As we age, we tend to suppress our awareness of this desire to be heroic.  Yet, the desire is written deep in the heart of every woman and man because it is our path to fulfillment.  If we are to fulfill ourselves we must recognize our need for heroism.  Even more importantly, we need to understand more precisely what ultimately satisfies this need.  The heroism we are most often presented with in poplar media is usually only one or another fruit of real heroism (courage, confidence, interior strength, etc.).  Authentic heroism, however, is selfless love. 
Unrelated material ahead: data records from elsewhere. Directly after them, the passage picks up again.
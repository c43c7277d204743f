//! # MCP stdio proxy
//!
//! A stdio-to-HTTP forwarding proxy for JSON-RPC traffic.
//!
//! This crate lets a line-oriented JSON-RPC client (an MCP host such as
//! Claude Desktop) talk to a remote server that only accepts HTTP POST
//! calls, with neither side aware of the proxy. Every stdin line is decoded
//! as JSON, forwarded as one HTTP request, and answered with exactly one
//! stdout line: the remote's JSON response re-encoded, or a synthesized
//! JSON-RPC error envelope when any step fails.
//!
//! ## Architecture
//!
//! *   **Transport client**: one HTTP POST per message, with an optional
//!     bearer credential ([`transport::HttpTransport`]).
//! *   **Forwarding loop**: one task per input line, bounded by an
//!     in-flight semaphore, feeding a single serialized stdout writer
//!     ([`proxy::run`]).
//! *   **Failure containment**: per-line failures become error envelopes on
//!     stdout and never abort the loop; only missing configuration is
//!     fatal.
//!
//! ## Example
//!
//! ```rust,no_run
//! use mcp_stdio_proxy::ProxyConfig;
//!
//! #[tokio::main]
//! async fn main() -> anyhow::Result<()> {
//!     let config = ProxyConfig {
//!         endpoint: "https://mcp.example.com/mcp".parse()?,
//!         auth_token: Some("api-key".into()),
//!         ..ProxyConfig::default()
//!     };
//!     mcp_stdio_proxy::run(config).await?;
//!     Ok(())
//! }
//! ```

pub mod error;
pub mod proxy;
pub mod transport;

pub use error::{ProxyError, Result, TransportError};
pub use proxy::{ProxyConfig, run, run_with_io};
pub use transport::HttpTransport;
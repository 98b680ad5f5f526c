//! Reading and decoding definition source files.

use std::fmt;
use std::fs;
use std::hash::Hasher;
use std::path::Path;
use std::sync::Arc;

use rustc_hash::FxHasher;

use crate::error::SourceError;

/// Text encoding detected while decoding a source file.
#[derive(Clone, Copy, Debug, PartialEq, Eq, Hash)]
#[cfg_attr(feature = "serde", derive(serde::Serialize, serde::Deserialize))]
pub enum Encoding {
    Utf8,
    Utf8Bom,
    Utf16Le,
    Utf16Be,
}

impl Encoding {
    /// Conventional label for this encoding.
    pub fn name(self) -> &'static str {
        match self {
            Encoding::Utf8 => "utf-8",
            Encoding::Utf8Bom => "utf-8-sig",
            Encoding::Utf16Le => "utf-16le",
            Encoding::Utf16Be => "utf-16be",
        }
    }
}

impl fmt::Display for Encoding {
    fn fmt(&self, f: &mut fmt::Formatter<'_>) -> fmt::Result {
        f.write_str(self.name())
    }
}

/// Decoded file contents plus what was learned while decoding them.
#[derive(Clone, Debug, PartialEq, Eq)]
pub struct DecodedText {
    /// The decoded text, without any byte order mark.
    pub text: Arc<str>,
    /// The detected encoding.
    pub encoding: Encoding,
    /// FxHash of the raw bytes, used to notice on-disk changes.
    pub hash: u64,
}

/// Text-reading service consumed by the outline front end.
///
/// Implementations must be shareable across threads because batch reads
/// scan modules in parallel.
pub trait SourceReader: Send + Sync {
    /// Read and decode the file at `path`.
    fn read(&self, path: &Path) -> Result<DecodedText, SourceError>;
}

/// Reads files straight from the filesystem.
#[derive(Clone, Copy, Debug, Default)]
pub struct FsSourceReader;

impl SourceReader for FsSourceReader {
    fn read(&self, path: &Path) -> Result<DecodedText, SourceError> {
        let bytes = fs::read(path).map_err(|source| SourceError::Io {
            path: path.to_owned(),
            source,
        })?;
        decode(path, &bytes)
    }
}

/// Hash raw file contents.
pub fn content_hash(bytes: &[u8]) -> u64 {
    let mut hasher = FxHasher::default();
    hasher.write(bytes);
    hasher.finish()
}

/// Decode raw bytes, honouring UTF-8 and UTF-16 byte order marks.
///
/// Content without a BOM must be valid UTF-8.
pub fn decode(path: &Path, bytes: &[u8]) -> Result<DecodedText, SourceError> {
    let (encoding, text) = if let Some(rest) = bytes.strip_prefix(b"\xEF\xBB\xBF") {
        (Encoding::Utf8Bom, std::str::from_utf8(rest).ok().map(str::to_owned))
    } else if let Some(rest) = bytes.strip_prefix(b"\xFF\xFE") {
        (Encoding::Utf16Le, decode_utf16(rest, u16::from_le_bytes))
    } else if let Some(rest) = bytes.strip_prefix(b"\xFE\xFF") {
        (Encoding::Utf16Be, decode_utf16(rest, u16::from_be_bytes))
    } else {
        (Encoding::Utf8, std::str::from_utf8(bytes).ok().map(str::to_owned))
    };

    match text {
        Some(text) => Ok(DecodedText {
            text: text.into(),
            encoding,
            hash: content_hash(bytes),
        }),
        None => Err(SourceError::Decode {
            path: path.to_owned(),
            encoding,
        }),
    }
}

fn decode_utf16(bytes: &[u8], unit: fn([u8; 2]) -> u16) -> Option<String> {
    if bytes.len() % 2 != 0 {
        return None;
    }
    let units: Vec<u16> = bytes
        .chunks_exact(2)
        .map(|pair| unit([pair[0], pair[1]]))
        .collect();
    String::from_utf16(&units).ok()
}

#[cfg(test)]
mod tests {
    use super::*;
    use std::io::Write;

    #[test]
    fn test_decode_plain_utf8() {
        let decoded = decode(Path::new("a.idl"), b"module A {};").unwrap();
        assert_eq!(decoded.encoding, Encoding::Utf8);
        assert_eq!(&*decoded.text, "module A {};");
    }

    #[test]
    fn test_decode_strips_utf8_bom() {
        let decoded = decode(Path::new("a.idl"), b"\xEF\xBB\xBFmodule A {};").unwrap();
        assert_eq!(decoded.encoding, Encoding::Utf8Bom);
        assert_eq!(&*decoded.text, "module A {};");
    }

    #[test]
    fn test_decode_utf16_le_and_be() {
        let mut le = vec![0xFF, 0xFE];
        let mut be = vec![0xFE, 0xFF];
        for unit in "enum E {}".encode_utf16() {
            le.extend_from_slice(&unit.to_le_bytes());
            be.extend_from_slice(&unit.to_be_bytes());
        }

        let decoded = decode(Path::new("a.proto"), &le).unwrap();
        assert_eq!(decoded.encoding, Encoding::Utf16Le);
        assert_eq!(&*decoded.text, "enum E {}");

        let decoded = decode(Path::new("a.proto"), &be).unwrap();
        assert_eq!(decoded.encoding, Encoding::Utf16Be);
        assert_eq!(&*decoded.text, "enum E {}");
    }

    #[test]
    fn test_decode_rejects_invalid_utf8() {
        let err = decode(Path::new("bad.idl"), b"module \xFF\xFE\xFD").unwrap_err();
        assert!(matches!(err, SourceError::Decode { encoding: Encoding::Utf8, .. }));
    }

    #[test]
    fn test_decode_rejects_odd_utf16_payload() {
        let err = decode(Path::new("bad.idl"), b"\xFF\xFEa").unwrap_err();
        assert!(matches!(err, SourceError::Decode { encoding: Encoding::Utf16Le, .. }));
    }

    #[test]
    fn test_hash_tracks_content() {
        assert_eq!(content_hash(b"abc"), content_hash(b"abc"));
        assert_ne!(content_hash(b"abc"), content_hash(b"abd"));
    }

    #[test]
    fn test_fs_reader_reports_missing_file() {
        let dir = tempfile::tempdir().unwrap();
        let err = FsSourceReader.read(&dir.path().join("missing.idl")).unwrap_err();
        assert!(matches!(err, SourceError::Io { .. }));
    }

    #[test]
    fn test_fs_reader_reads_file() {
        let mut file = tempfile::NamedTempFile::new().unwrap();
        file.write_all(b"service S {}").unwrap();

        let decoded = FsSourceReader.read(file.path()).unwrap();
        assert_eq!(&*decoded.text, "service S {}");
        assert_eq!(decoded.hash, content_hash(b"service S {}"));
    }
}
//! Common entity record and visibility.

use std::fmt;
use std::path::{Path, PathBuf};

use smol_str::SmolStr;

use super::{Attribute, Container, Function};

/// Visibility of a parsed construct.
#[derive(Clone, Copy, Debug, Default, PartialEq, Eq, Hash)]
#[cfg_attr(feature = "serde", derive(serde::Serialize, serde::Deserialize))]
pub enum Visibility {
    Private,
    Protected,
    #[default]
    Public,
}

impl Visibility {
    pub fn is_private(self) -> bool {
        self == Visibility::Private
    }

    pub fn is_protected(self) -> bool {
        self == Visibility::Protected
    }

    pub fn is_public(self) -> bool {
        self == Visibility::Public
    }
}

impl fmt::Display for Visibility {
    fn fmt(&self, f: &mut fmt::Formatter<'_>) -> fmt::Result {
        match self {
            Self::Private => write!(f, "private"),
            Self::Protected => write!(f, "protected"),
            Self::Public => write!(f, "public"),
        }
    }
}

/// Location and identity shared by every parsed construct.
#[derive(Clone, Debug, PartialEq, Eq)]
#[cfg_attr(feature = "serde", derive(serde::Serialize, serde::Deserialize))]
pub struct EntityInfo {
    /// Name of the module (source file identifier) owning this entity.
    pub module: SmolStr,
    /// The entity's own name.
    pub name: SmolStr,
    /// Path of the file the entity was read from.
    pub file: PathBuf,
    /// 1-indexed line of the definition.
    pub start_line: u32,
    /// 1-indexed last line, `None` until the builder closes the entity.
    pub end_line: Option<u32>,
    pub visibility: Visibility,
}

impl EntityInfo {
    /// Create an open, public entity record.
    pub fn new(
        module: impl Into<SmolStr>,
        name: impl Into<SmolStr>,
        file: impl Into<PathBuf>,
        start_line: u32,
    ) -> Self {
        Self {
            module: module.into(),
            name: name.into(),
            file: file.into(),
            start_line,
            end_line: None,
            visibility: Visibility::Public,
        }
    }

    /// Set the visibility.
    pub fn with_visibility(mut self, visibility: Visibility) -> Self {
        self.visibility = visibility;
        self
    }

    pub fn file(&self) -> &Path {
        &self.file
    }

    /// Whether an end line has been recorded.
    pub fn is_closed(&self) -> bool {
        self.end_line.is_some()
    }

    /// Record the end line unless one is already set.
    ///
    /// Returns `true` if this call closed the entity.
    pub(crate) fn close(&mut self, end_line: u32) -> bool {
        if self.end_line.is_some() {
            return false;
        }
        self.end_line = Some(end_line);
        true
    }
}

/// A top-level outline entry.
#[derive(Clone, Debug, PartialEq)]
#[cfg_attr(feature = "serde", derive(serde::Serialize, serde::Deserialize))]
pub enum Item {
    Container(Container),
    Function(Function),
}

impl Item {
    pub fn info(&self) -> &EntityInfo {
        match self {
            Item::Container(container) => &container.info,
            Item::Function(function) => &function.info,
        }
    }

    pub fn name(&self) -> &str {
        &self.info().name
    }

    pub fn as_container(&self) -> Option<&Container> {
        match self {
            Item::Container(container) => Some(container),
            Item::Function(_) => None,
        }
    }

    pub fn as_function(&self) -> Option<&Function> {
        match self {
            Item::Function(function) => Some(function),
            Item::Container(_) => None,
        }
    }
}

/// Borrowed view of any entity in an outline, used when walking the graph.
#[derive(Clone, Copy, Debug)]
pub enum EntityRef<'a> {
    Container(&'a Container),
    Function(&'a Function),
    Attribute(&'a Attribute),
}

impl<'a> EntityRef<'a> {
    pub fn info(self) -> &'a EntityInfo {
        match self {
            EntityRef::Container(container) => &container.info,
            EntityRef::Function(function) => &function.info,
            EntityRef::Attribute(attribute) => &attribute.info,
        }
    }
}

impl<'a> From<&'a Item> for EntityRef<'a> {
    fn from(item: &'a Item) -> Self {
        match item {
            Item::Container(container) => EntityRef::Container(container),
            Item::Function(function) => EntityRef::Function(function),
        }
    }
}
Because we are made in the image of God, Who is total Self-giving love, there is nothing we can do to change the fact that we can only fulfill ourselves by selflessly giving ourselves away.  That is, we can satisfy our innate urge to love by selflessly willing and acting for the integral (body and soul) good of others.  If we do not, the consequence is that we certainly will not fulfill ourselves.  Rather, to the degree we fail in this selflessness, we will increasingly turn inward in selfishness.  We will slowly come to realize that we are alone, and many of us will find ourselves despairing of ever finding the happiness for which we continually search.  Since we cannot change our nature as human beings, if we wish to find fulfillment we have no other option than to recognize the truth of who we are and what we are made for, and then to get on with the work of transforming our attitudes, actions and character in order to conform ourselves to this truth.  Chivalry is the school for this work.